• _Activity_
All of the records are to be reproduced exactly.

• _Data for processing_
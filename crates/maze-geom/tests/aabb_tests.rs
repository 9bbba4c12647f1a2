// SPDX-License-Identifier: Apache-2.0
// © James Ross Ω FLYING•ROBOTS <https://github.com/flyingrobots>
#![allow(missing_docs)]
#![allow(clippy::expect_used)]
//! Integration tests for box collision and penetration.

use maze_geom::math::{rotate_about, scale, translate, Mat4, Vec3};
use maze_geom::{Aabb, Axis};
use proptest::prelude::*;

fn boxed(x: f32, y: f32, z: f32, w: f32, h: f32, d: f32) -> Aabb {
    Aabb::from_origin_dimensions(Vec3::new(x, y, z), Vec3::new(w, h, d))
}

#[test]
fn negative_dimensions_normalise() {
    let b = boxed(2.0, 2.0, 2.0, -1.0, 3.0, -1.0);
    assert_eq!(b.min().to_array(), [1.0, 2.0, 1.0]);
    assert_eq!(b.max().to_array(), [2.0, 5.0, 2.0]);
}

#[test]
fn half_overlap_on_x_yields_half_unit_push() {
    let a = boxed(0.0, 0.0, 0.0, 1.0, 1.0, 1.0);
    let b = boxed(0.5, 0.0, 0.0, 1.0, 1.0, 1.0);
    let p = a.intersection(&b).expect("boxes overlap");
    assert_eq!(p.axis(), Axis::X);
    assert_eq!(p.vector().to_array(), [0.5, 0.0, 0.0]);
}

#[test]
fn ties_prefer_the_first_axis() {
    let a = boxed(0.0, 0.0, 0.0, 1.0, 1.0, 1.0);
    let b = boxed(0.5, 0.5, 0.5, 1.0, 1.0, 1.0);
    let p = a.intersection(&b).expect("boxes overlap");
    assert_eq!(p.axis(), Axis::X);
}

#[test]
fn floor_box_extends_downward() {
    let floor = boxed(0.0, 0.0, 0.0, 5.0, -1.0, 5.0);
    assert_eq!(floor.min().y(), -1.0);
    assert_eq!(floor.max().y(), 0.0);
    let feet = boxed(1.0, -0.25, 1.0, 0.5, 1.75, 0.5);
    let p = feet.intersection(&floor).expect("feet sink into the floor");
    assert_eq!(p.axis(), Axis::Y);
    let lifted = feet - p.vector();
    assert!((lifted.min().y() - 0.0).abs() < 1e-6);
}

#[test]
fn model_helpers_compose() {
    let m = scale(&translate(&Mat4::identity(), Vec3::new(1.0, 0.0, 0.0)), Vec3::new(2.0, 2.0, 2.0));
    let b = boxed(0.0, 0.0, 0.0, 1.0, 1.0, 1.0).transformed(&m);
    assert_eq!(b.min().to_array(), [1.0, 0.0, 0.0]);
    assert_eq!(b.max().to_array(), [3.0, 2.0, 2.0]);

    let r = rotate_about(
        &Mat4::identity(),
        std::f32::consts::FRAC_PI_2,
        Vec3::UNIT_Y,
        Vec3::new(0.5, 0.0, 0.5),
    );
    let spun = boxed(0.0, 0.0, 0.0, 1.0, 1.0, 1.0).transformed(&r);
    for (got, want) in spun.min().to_array().iter().zip([0.0, 0.0, 0.0]) {
        assert!((got - want).abs() < 1e-5);
    }
}

fn small() -> impl Strategy<Value = f32> {
    -50.0f32..50.0
}

fn size() -> impl Strategy<Value = f32> {
    0.1f32..10.0
}

proptest! {
    #[test]
    fn collision_is_symmetric(
        ax in small(), ay in small(), az in small(),
        bx in small(), by in small(), bz in small(),
        w in size(), h in size(), d in size(),
    ) {
        let a = boxed(ax, ay, az, w, h, d);
        let b = boxed(bx, by, bz, d, w, h);
        prop_assert_eq!(a.collides(&b), b.collides(&a));
    }

    #[test]
    fn collision_survives_common_translation(
        ax in small(), ay in small(), az in small(),
        bx in small(), by in small(), bz in small(),
        tx in -8.0f32..8.0, tz in -8.0f32..8.0,
    ) {
        // Integer-aligned inputs keep the comparison exact under f32.
        let snap = |v: f32| v.round();
        let a = boxed(snap(ax), snap(ay), snap(az), 2.0, 2.0, 2.0);
        let b = boxed(snap(bx), snap(by), snap(bz), 3.0, 1.0, 2.0);
        let t = Vec3::new(snap(tx), 0.0, snap(tz));
        prop_assert_eq!(a.collides(&b), (a + t).collides(&(b + t)));
    }

    #[test]
    fn translation_keeps_dimensions(
        x in small(), y in small(), z in small(),
        w in -10.0f32..10.0, h in -10.0f32..10.0, d in -10.0f32..10.0,
        tx in -100.0f32..100.0, ty in -100.0f32..100.0, tz in -100.0f32..100.0,
    ) {
        let b = boxed(x, y, z, w, h, d);
        let moved = b + Vec3::new(tx, ty, tz);
        let (before, after) = (b.dimensions(), moved.dimensions());
        for i in 0..3 {
            prop_assert!((after[i] - before[i]).abs() <= 1e-3, "axis {}: {} vs {}", i, after[i], before[i]);
        }
    }

    #[test]
    fn penetration_push_leaves_faces_touching(
        ox in -0.9f32..0.9, oy in -0.9f32..0.9, oz in -0.9f32..0.9,
    ) {
        let a = boxed(0.0, 0.0, 0.0, 1.0, 1.0, 1.0);
        let b = boxed(ox, oy, oz, 1.0, 1.0, 1.0);
        let p = a.intersection(&b).expect("offset below one unit overlaps");
        let moved = a - p.with_skin(1e-3).vector();
        prop_assert!(!moved.collides(&b));
    }

    #[test]
    fn constructors_keep_min_below_max(
        x in small(), y in small(), z in small(),
        w in -10.0f32..10.0, h in -10.0f32..10.0, d in -10.0f32..10.0,
        s in -4.0f32..4.0,
    ) {
        let b = boxed(x, y, z, w, h, d) * s;
        for i in 0..3 {
            prop_assert!(b.min()[i] <= b.max()[i]);
        }
    }
}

• _Answer to this exercise_
filename crates/maze-geom/tests/aabb_tests.rs
repository 9bbba4c12647f1a2
// SPDX-License-Identifier: Apache-2.0
// © James Ross Ω FLYING•ROBOTS <https://github.com/flyingrobots>
#![allow(missing_docs)]
#![allow(clippy::expect_used)]
//! Integration tests for box collision and penetration.

use maze_geom::math::{rotate_about, scale, translate, Mat4, Vec3};
use maze_geom::{Aabb, Axis};
use proptest::prelude::*;

fn boxed(x: f32, y: f32, z: f32, w: f32, h: f32, d: f32) -> Aabb {
    Aabb::from_origin_dimensions(Vec3::new(x, y, z), Vec3::new(w, h, d))
}

#[test]
fn negative_dimensions_normalise() {
    let b = boxed(2.0, 2.0, 2.0, -1.0, 3.0, -1.0);
    assert_eq!(b.min().to_array(), [1.0, 2.0, 1.0]);
    assert_eq!(b.max().to_array(), [2.0, 5.0, 2.0]);
}

#[test]
fn half_overlap_on_x_yields_half_unit_push() {
    let a = boxed(0.0, 0.0, 0.0, 1.0, 1.0, 1.0);
    let b = boxed(0.5, 0.0, 0.0, 1.0, 1.0, 1.0);
    let p = a.intersection(&b).expect("boxes overlap");
    assert_eq!(p.axis(), Axis::X);
    assert_eq!(p.vector().to_array(), [0.5, 0.0, 0.0]);
}

#[test]
fn ties_prefer_the_first_axis() {
    let a = boxed(0.0, 0.0, 0.0, 1.0, 1.0, 1.0);
    let b = boxed(0.5, 0.5, 0.5, 1.0, 1.0, 1.0);
    let p = a.intersection(&b).expect("boxes overlap");
    assert_eq!(p.axis(), Axis::X);
}

#[test]
fn floor_box_extends_downward() {
    let floor = boxed(0.0, 0.0, 0.0, 5.0, -1.0, 5.0);
    assert_eq!(floor.min().y(), -1.0);
    assert_eq!(floor.max().y(), 0.0);
    let feet = boxed(1.0, -0.25, 1.0, 0.5, 1.75, 0.5);
    let p = feet.intersection(&floor).expect("feet sink into the floor");
    assert_eq!(p.axis(), Axis::Y);
    let lifted = feet - p.vector();
    assert!((lifted.min().y() - 0.0).abs() < 1e-6);
}

#[test]
fn model_helpers_compose() {
    let m = scale(&translate(&Mat4::identity(), Vec3::new(1.0, 0.0, 0.0)), Vec3::new(2.0, 2.0, 2.0));
    let b = boxed(0.0, 0.0, 0.0, 1.0, 1.0, 1.0).transformed(&m);
    assert_eq!(b.min().to_array(), [1.0, 0.0, 0.0]);
    assert_eq!(b.max().to_array(), [3.0, 2.0, 2.0]);

    let r = rotate_about(
        &Mat4::identity(),
        std::f32::consts::FRAC_PI_2,
        Vec3::UNIT_Y,
        Vec3::new(0.5, 0.0, 0.5),
    );
    let spun = boxed(0.0, 0.0, 0.0, 1.0, 1.0, 1.0).transformed(&r);
    for (got, want) in spun.min().to_array().iter().zip([0.0, 0.0, 0.0]) {
        assert!((got - want).abs() < 1e-5);
    }
}

fn small() -> impl Strategy<Value = f32> {
    -50.0f32..50.0
}

fn size() -> impl Strategy<Value = f32> {
    0.1f32..10.0
}

proptest! {
    #[test]
    fn collision_is_symmetric(
        ax in small(), ay in small(), az in small(),
        bx in small(), by in small(), bz in small(),
        w in size(), h in size(), d in size(),
    ) {
        let a = boxed(ax, ay, az, w, h, d);
        let b = boxed(bx, by, bz, d, w, h);
        prop_assert_eq!(a.collides(&b), b.collides(&a));
    }

    #[test]
    fn collision_survives_common_translation(
        ax in small(), ay in small(), az in small(),
        bx in small(), by in small(), bz in small(),
        tx in -8.0f32..8.0, tz in -8.0f32..8.0,
    ) {
        // Integer-aligned inputs keep the comparison exact under f32.
        let snap = |v: f32| v.round();
        let a = boxed(snap(ax), snap(ay), snap(az), 2.0, 2.0, 2.0);
        let b = boxed(snap(bx), snap(by), snap(bz), 3.0, 1.0, 2.0);
        let t = Vec3::new(snap(tx), 0.0, snap(tz));
        prop_assert_eq!(a.collides(&b), (a + t).collides(&(b + t)));
    }

    #[test]
    fn translation_keeps_dimensions(
        x in small(), y in small(), z in small(),
        w in -10.0f32..10.0, h in -10.0f32..10.0, d in -10.0f32..10.0,
        tx in -100.0f32..100.0, ty in -100.0f32..100.0, tz in -100.0f32..100.0,
    ) {
        let b = boxed(x, y, z, w, h, d);
        let moved = b + Vec3::new(tx, ty, tz);
        let (before, after) = (b.dimensions(), moved.dimensions());
        for i in 0..3 {
            prop_assert!((after[i] - before[i]).abs() <= 1e-3, "axis {}: {} vs {}", i, after[i], before[i]);
        }
    }

    #[test]
    fn penetration_push_leaves_faces_touching(
        ox in -0.9f32..0.9, oy in -0.9f32..0.9, oz in -0.9f32..0.9,
    ) {
        let a = boxed(0.0, 0.0, 0.0, 1.0, 1.0, 1.0);
        let b = boxed(ox, oy, oz, 1.0, 1.0, 1.0);
        let p = a.intersection(&b).expect("offset below one unit overlaps");
        let moved = a - p.with_skin(1e-3).vector();
        prop_assert!(!moved.collides(&b));
    }

    #[test]
    fn constructors_keep_min_below_max(
        x in small(), y in small(), z in small(),
        w in -10.0f32..10.0, h in -10.0f32..10.0, d in -10.0f32..10.0,
        s in -4.0f32..4.0,
    ) {
        let b = boxed(x, y, z, w, h, d) * s;
        for i in 0..3 {
            prop_assert!(b.min()[i] <= b.max()[i]);
        }
    }
}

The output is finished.